With how requests are split from connections in SocketsHttpHandler, the user may not always see the errors that occurred during connection establishment (dns + tcp + tls + http/2 handshake).
The errors may be swallowed if we already served the initiating request with a different connection, or if that request timed out.
There are therefore situations where you may have poor visibility into what's happening.

One way of gaining the info is to inject a custom ConnectCallback along the lines of

handler.ConnectCallback = async (context, ct) =>
{
    var stopwatch = Stopwatch.StartNew();
    var socket = new Socket(SocketType.Stream, ProtocolType.Tcp) { NoDelay = true };
    try
    {
        await socket.ConnectAsync(context.DnsEndPoint, ct);
        return new NetworkStream(socket, ownsSocket: true);
    }
    catch (Exception ex)
    {
        socket.Dispose();
        Console.WriteLine($"Failed to connect to {context.DnsEndPoint} after {stopwatch.ElapsedMilliseconds:N2}: {ex}");
        throw;
    }
};

This gives you visibility into failures when trying to connect, but not into TLS failures/timeouts.
It's possible to also perform the TLS handshake in the callback, but we don't always make it trivial (how do you pick the host, how do you handle ALPN, potential custom ssl settings, ...).

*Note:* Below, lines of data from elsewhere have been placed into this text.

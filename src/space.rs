//! A named, dimension/alphabet-homogeneous container of hypervectors.
//!
//! A [`Space`] exclusively owns every [`Hypervector`] inserted into it:
//! there is no back-reference from vector to space, and removing or
//! dropping the `Space` drops its vectors with it.

use std::collections::BTreeMap;

use tracing::{debug, instrument};

use crate::error::SpaceError;
use crate::hypervector::{Alphabet, Hypervector};

type SpResult<T> = std::result::Result<T, SpaceError>;

/// A named-indexed container of same-dimension, same-alphabet hypervectors.
#[derive(Debug)]
pub struct Space {
    dim: usize,
    alphabet: Alphabet,
    vectors: BTreeMap<String, Hypervector>,
    order: Vec<String>,
}

impl Space {
    /// Create an empty space fixed to `dim` and `alphabet`.
    pub fn create(dim: usize, alphabet: Alphabet) -> Self {
        Self {
            dim,
            alphabet,
            vectors: BTreeMap::new(),
            order: Vec::new(),
        }
    }

    pub fn dim(&self) -> usize {
        self.dim
    }

    pub fn alphabet(&self) -> Alphabet {
        self.alphabet
    }

    pub fn len(&self) -> usize {
        self.order.len()
    }

    pub fn is_empty(&self) -> bool {
        self.order.is_empty()
    }

    /// Insert a hypervector. Fails on dimension mismatch, alphabet mismatch,
    /// or a name collision.
    #[instrument(skip(self, vector), fields(space_dim = self.dim, name = vector.name()))]
    pub fn insert(&mut self, vector: Hypervector) -> SpResult<()> {
        let name = vector.name().to_string();
        if self.vectors.contains_key(&name) {
            return Err(SpaceError::DuplicateName { name });
        }
        if vector.dim() != self.dim {
            return Err(SpaceError::DimensionMismatch {
                name,
                space_dim: self.dim,
                vector_dim: vector.dim(),
            });
        }
        if vector.alphabet() != self.alphabet {
            return Err(SpaceError::AlphabetMismatch {
                name,
                space_alphabet: self.alphabet.to_string(),
                vector_alphabet: vector.alphabet().to_string(),
            });
        }
        debug!("inserted vector into space");
        self.order.push(name.clone());
        self.vectors.insert(name, vector);
        Ok(())
    }

    /// Look up a vector by name.
    pub fn get(&self, name: &str) -> Option<&Hypervector> {
        self.vectors.get(name)
    }

    /// Look up a vector by name, requiring it to exist.
    pub fn require(&self, name: &str) -> SpResult<&Hypervector> {
        self.get(name).ok_or_else(|| SpaceError::NotFound { name: name.to_string() })
    }

    pub fn get_mut(&mut self, name: &str) -> Option<&mut Hypervector> {
        self.vectors.get_mut(name)
    }

    pub fn contains(&self, name: &str) -> bool {
        self.vectors.contains_key(name)
    }

    /// Enumerate vectors in insertion order.
    pub fn iterate(&self) -> impl Iterator<Item = &Hypervector> {
        self.order.iter().map(move |name| &self.vectors[name])
    }

    pub fn names(&self) -> impl Iterator<Item = &str> {
        self.order.iter().map(String::as_str)
    }

    /// Remove a vector by name. Used by stepwise feature selection to drop a
    /// feature's contribution; the caller is responsible for rebuilding any
    /// derived vectors (codebooks, prototypes) that referenced it.
    pub fn remove(&mut self, name: &str) -> Option<Hypervector> {
        if let Some(v) = self.vectors.remove(name) {
            self.order.retain(|n| n != name);
            Some(v)
        } else {
            None
        }
    }
}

It seems rather simple for us to add an EventSource event to System.Net.Http that just logs all such failures, corresponding to

private void HandleHttp11ConnectionFailure(HttpConnectionWaiter<HttpConnection>? requestWaiter, Exception e)
{
if (NetEventSource.Log.IsEnabled()) Trace($"HTTP/1.1 connection failed: {e}");

private void HandleHttp2ConnectionFailure(HttpConnectionWaiter<Http2Connection?> requestWaiter, Exception e)
{
if (NetEventSource.Log.IsEnabled()) Trace($"HTTP2 connection failed: {e}");

private void HandleHttp3ConnectionFailure(HttpConnectionWaiter<Http3Connection?> requestWaiter, Exception? e)
{
Debug.Assert(IsHttp3Supported());
if (NetEventSource.Log.IsEnabled()) Trace($"HTTP3 connection failed: {e}");

Maybe something like

[Event(42, Level = EventLevel.Error)]
public void ConnectionFailed(byte versionMajor, byte versionMinor, string scheme, string host, int port, string? remoteAddress, double elapsedMilliseconds, string exception);

Does this seem reasonable @antonfirsov, maybe we have better ways of exposing such data now?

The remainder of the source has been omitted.